交汇点讯 自通用大模型DeepSeek在国内引发热议后,公众对生成式AI的关注再度升温。社交平台上,普通用户惊叹于AI快速生成诗歌、代码甚至短视频的能力,但在企业端,这种热闹却显得“雷声大雨点小”。“我们的技术总监上周尝试用大模型搭建内部知识库,光是调提示词就花了3天,结果生成的合同条款漏洞百出。”一位制造业CIO的抱怨道出了行业现状——动辄千亿参数的大模型,如何从“对话玩具”变成真正的生产力工具?数据隐私、开发门槛、场景适配……这些现实壁垒未被热闹的舆论场充分讨论,却成为企业决策者心中的“隐形冰山”。
如何打破该痛点?位于南京软件谷的知名人工智能企业——江苏汇智智能数字科技有限公司开发的新一代AI应用开发平台BuffGPT给出了“最优解”。在显示屏前,CEO孙志明提前接受记者的采访,试图用更务实的视角拆解行业难题。“通用大模型像是未经雕琢的玉石,企业需要的是能将玉石打磨成器的工具。”他指了指屏幕上跳动的数据流,“我们不做玉石开采者,只做雕玉人。”

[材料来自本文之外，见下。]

use serde_json::Value;
use std::collections::HashMap;
use std::sync::Arc;

use crate::dispatcher::HandlerRequest;

/// Computes one handler parameter's value from a request.
pub type ArgResolver = Arc<dyn Fn(&HandlerRequest) -> Value + Send + Sync>;

/// Produces an [`ArgResolver`] for a given parameter identifier.
pub type ResolverFactory = Arc<dyn Fn(&str) -> ArgResolver + Send + Sync>;

/// A name-keyed registry entry: either a resolver used directly, or a tag
/// indirection into the factory layer.
#[derive(Clone)]
pub enum NameBinding {
    Resolver(ArgResolver),
    Tag(String),
}

/// Two-layered argument-resolver registry.
///
/// Factories are keyed by *tag* and drive annotation-based selection;
/// bindings are keyed by *parameter identifier* and bind by convention.
/// The registry is assembled at compile time; lookups never happen per
/// request.
#[derive(Clone, Default)]
pub struct ResolverRegistry {
    factories: HashMap<String, ResolverFactory>,
    bindings: HashMap<String, NameBinding>,
}

impl ResolverRegistry {
    #[must_use]
    pub fn new() -> Self {
        Self::default()
    }

    /// Registry seeded with the conventional bindings and factories.
    ///
    /// Name-keyed: `body`, `method`, `path`, `params`, `headers`.
    /// Tag-keyed factories: `param` (request parameter by name) and
    /// `header` (header value by name).
    #[must_use]
    pub fn with_defaults() -> Self {
        let mut registry = Self::new();
        registry.register_resolver(
            "body",
            Arc::new(|req: &HandlerRequest| req.body.clone().unwrap_or(Value::Null)),
        );
        registry.register_resolver(
            "method",
            Arc::new(|req: &HandlerRequest| Value::String(req.method.to_string())),
        );
        registry.register_resolver(
            "path",
            Arc::new(|req: &HandlerRequest| Value::String(req.path.clone())),
        );
        registry.register_resolver(
            "params",
            Arc::new(|req: &HandlerRequest| Value::Object(req.params.clone())),
        );
        registry.register_resolver(
            "headers",
            Arc::new(|req: &HandlerRequest| {
                let map = req
                    .headers
                    .iter()
                    .map(|(k, v)| (k.to_string(), Value::String(v.clone())))
                    .collect();
                Value::Object(map)
            }),
        );
        registry.register_factory(
            "param",
            Arc::new(|name: &str| {
                let name = name.to_string();
                let resolver: ArgResolver = Arc::new(move |req: &HandlerRequest| {
                    req.params.get(&name).cloned().unwrap_or(Value::Null)
                });
                resolver
            }),
        );
        registry.register_factory(
            "header",
            Arc::new(|name: &str| {
                let name = name.to_string();
                let resolver: ArgResolver = Arc::new(move |req: &HandlerRequest| {
                    req.get_header(&name)
                        .map(|v| Value::String(v.to_string()))
                        .unwrap_or(Value::Null)
                });
                resolver
            }),
        );
        registry
    }

    pub fn register_factory(&mut self, tag: impl Into<String>, factory: ResolverFactory) {
        self.factories.insert(tag.into(), factory);
    }

    pub fn register_resolver(&mut self, name: impl Into<String>, resolver: ArgResolver) {
        self.bindings
            .insert(name.into(), NameBinding::Resolver(resolver));
    }

    /// Bind a parameter name to a tag; resolution recurses into the tag's
    /// factory.
    pub fn register_alias(&mut self, name: impl Into<String>, tag: impl Into<String>) {
        self.bindings.insert(name.into(), NameBinding::Tag(tag.into()));
    }

    #[must_use]
    pub fn factory(&self, tag: &str) -> Option<&ResolverFactory> {
        self.factories.get(tag)
    }

    #[must_use]
    pub fn binding(&self, name: &str) -> Option<&NameBinding> {
        self.bindings.get(name)
    }

    #[must_use]
    pub fn has_factory(&self, tag: &str) -> bool {
        self.factories.contains_key(tag)
    }

    /// Combine this registry with an override set according to its mode.
    #[must_use]
    pub fn merge(&self, overrides: &ResolverOverrides) -> ResolverRegistry {
        let over = &overrides.registry;
        match overrides.mode {
            OverrideMode::Merge => {
                let mut merged = self.clone();
                merged
                    .factories
                    .extend(over.factories.iter().map(|(k, v)| (k.clone(), v.clone())));
                merged
                    .bindings
                    .extend(over.bindings.iter().map(|(k, v)| (k.clone(), v.clone())));
                merged
            }
            OverrideMode::Replace => over.clone(),
            OverrideMode::ReplaceFactories => {
                let mut merged = self.clone();
                merged.factories = over.factories.clone();
                merged
                    .bindings
                    .extend(over.bindings.iter().map(|(k, v)| (k.clone(), v.clone())));
                merged
            }
            OverrideMode::ReplaceResolvers => {
                let mut merged = self.clone();
                merged.bindings = over.bindings.clone();
                merged
                    .factories
                    .extend(over.factories.iter().map(|(k, v)| (k.clone(), v.clone())));
                merged
            }
        }
    }
}

/// How an override registry combines with its base. The modes are
/// mutually exclusive.
#[derive(Debug, Clone, Copy, PartialEq, Eq, Default)]
pub enum OverrideMode {
    /// Key-wise union, override wins on collision.
    #[default]
    Merge,
    /// The override registry fully replaces the base.
    Replace,
    /// The override's tag-keyed entries replace the base's wholesale;
    /// name-keyed entries merge.
    ReplaceFactories,
    /// The override's name-keyed entries replace the base's wholesale;
    /// tag-keyed entries merge.
    ReplaceResolvers,
}

/// An override registry plus its combination mode, declared at handler or
/// call-site level.
#[derive(Clone, Default)]
pub struct ResolverOverrides {
    pub registry: ResolverRegistry,
    pub mode: OverrideMode,
}

impl ResolverOverrides {
    #[must_use]
    pub fn new(registry: ResolverRegistry, mode: OverrideMode) -> Self {
        Self { registry, mode }
    }
}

BuffGPT是什么?一块撬动企业AI化的“技术杠杆”
我们都熟知ChatGPT,那什么是BuffGPT?也是对话式生成工具吗?“我们把BuffGPT定义为一个企业级AI应用组装平台,特点是‘开箱即用’,主打‘拖拉拽搭建私有化AI系统’。”孙志明说,BuffGPT能让企业像拼乐高一样,把AI客服、图表生成、数字人等模块组合成完整工作流,且所有数据和训练都跑在企业自家服务器上,杜绝数据外泄。
“同时,BuffGPT也是一个技术底座。”孙志明强调,文心一言、豆包这类语言大模型产品是直接用的AI工具(好比成品手机),而BuffGPT是制造AI工具的工厂(好比安卓系统)。打开BuffGPT,模型可以任选:支持接文心、DeepSeek等主流大模型,也能用自研多模态模型;而功能可以自组:企业用可视化界面拖拽模块,把AI客服、直播数字人、商品图生成等功能“串”成完整业务流;同时数据可以闭环:所有计算在企业本地服务器完成,政府、金融等敏感场景刚需。“文心一言帮你写合同,BuffGPT则能让企业自己造一个24小时自动审合同的AI法务部,且所有数据不出办公室。”孙志明简单粗暴地用一句话描述了BuffGPT的应用场景。
真的有这么神奇吗?记者打开BuffGPT的体验网站界面,首先映入眼帘的是一个类似思维导图的视觉化编辑器。拖拽模块、连接节点、实时调试——这种“积木式”操作逻辑,确实是为降低企业用AI的门槛而设计。
“传统大模型部署需要专业算法团队支撑,但中国80%的中大型企业并没有这样的技术储备。”孙志明调出一张教育行业的案例图:某学校需要为每个班级定制基于大模型的动态内容生成与学情分析系统,常规开发需百万级预算和三个月工期,而在BuffGPT平台,教务主任只需通过拖拽式界面构建学科知识问答助手,通过勾选预置的“互动与错题分析”等模块,就可结合学校教材库自动生成练习题和互动课件,快速搭建出适配本校课程体系的智能体助教平台,备课时间减少50%。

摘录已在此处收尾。